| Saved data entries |
################
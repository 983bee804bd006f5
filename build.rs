fn main() {
    #[cfg(feature = "desktop")]
    tauri_build::build()
}
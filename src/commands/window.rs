// Window commands - shortcuts, transparency, font size, pin, drag, close

use tauri::{State, WebviewWindow};

use crate::chrome::Shortcut;
use crate::models::NoteView;
use super::common::SessionState;

#[tauri::command]
pub fn handleShortcut(session: State<'_, SessionState>, ctrl: bool, key: String) -> NoteView {
    let mut session = session.lock();
    match Shortcut::fromKey(ctrl, &key) {
        Some(shortcut) => {
            let changed = session.handleShortcut(shortcut);
            tracing::debug!("[handleShortcut] {:?} (changed: {})", shortcut, changed);
        }
        None => tracing::debug!("[handleShortcut] Ignoring key {:?}", key),
    }
    session.view()
}

#[tauri::command]
pub fn cycleTransparency(session: State<'_, SessionState>) -> NoteView {
    let mut session = session.lock();
    session.cycleTransparency();
    session.view()
}

#[tauri::command]
pub fn changeFontSize(session: State<'_, SessionState>, delta: f64) -> NoteView {
    let mut session = session.lock();
    session.changeFontSize(delta);
    session.view()
}

#[tauri::command]
pub fn togglePin(window: WebviewWindow, session: State<'_, SessionState>) -> Result<NoteView, String> {
    let mut session = session.lock();
    let pinned = session.togglePin();
    window.set_always_on_top(pinned).map_err(|e| {
        tracing::warn!("[togglePin] ERROR updating window: {}", e);
        e.to_string()
    })?;
    Ok(session.view())
}

#[tauri::command]
pub fn beginDrag(session: State<'_, SessionState>, x: f64, y: f64) {
    session.lock().beginDrag(x, y);
}

#[tauri::command]
pub fn dragTo(window: WebviewWindow, session: State<'_, SessionState>, x: f64, y: f64) -> Result<(), String> {
    let Some((dx, dy)) = session.lock().dragTo(x, y) else {
        return Ok(());
    };

    let scale = window.scale_factor().map_err(|e| e.to_string())?;
    let position = window.outer_position().map_err(|e| e.to_string())?.to_logical::<f64>(scale);
    window
        .set_position(tauri::Position::Logical(tauri::LogicalPosition::new(position.x + dx, position.y + dy)))
        .map_err(|e| e.to_string())
}

#[tauri::command]
pub fn endDrag(session: State<'_, SessionState>) {
    session.lock().endDrag();
}

/// Close button; the flush happens in the close-requested handler
#[tauri::command]
pub fn closeNote(window: WebviewWindow) -> Result<(), String> {
    tracing::info!("[closeNote] Closing note window");
    window.close().map_err(|e| e.to_string())
}
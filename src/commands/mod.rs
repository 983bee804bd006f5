// Commands module - exports all command handlers
// Submodules must be public for Tauri's generate_handler! macro

pub mod common;
pub mod note;
pub mod window;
################
| REQUIRED ACTION |
Using the records, work out how many lines include "endDrag", and reply with that number alone.

| EXERCISE RESPONSE |
2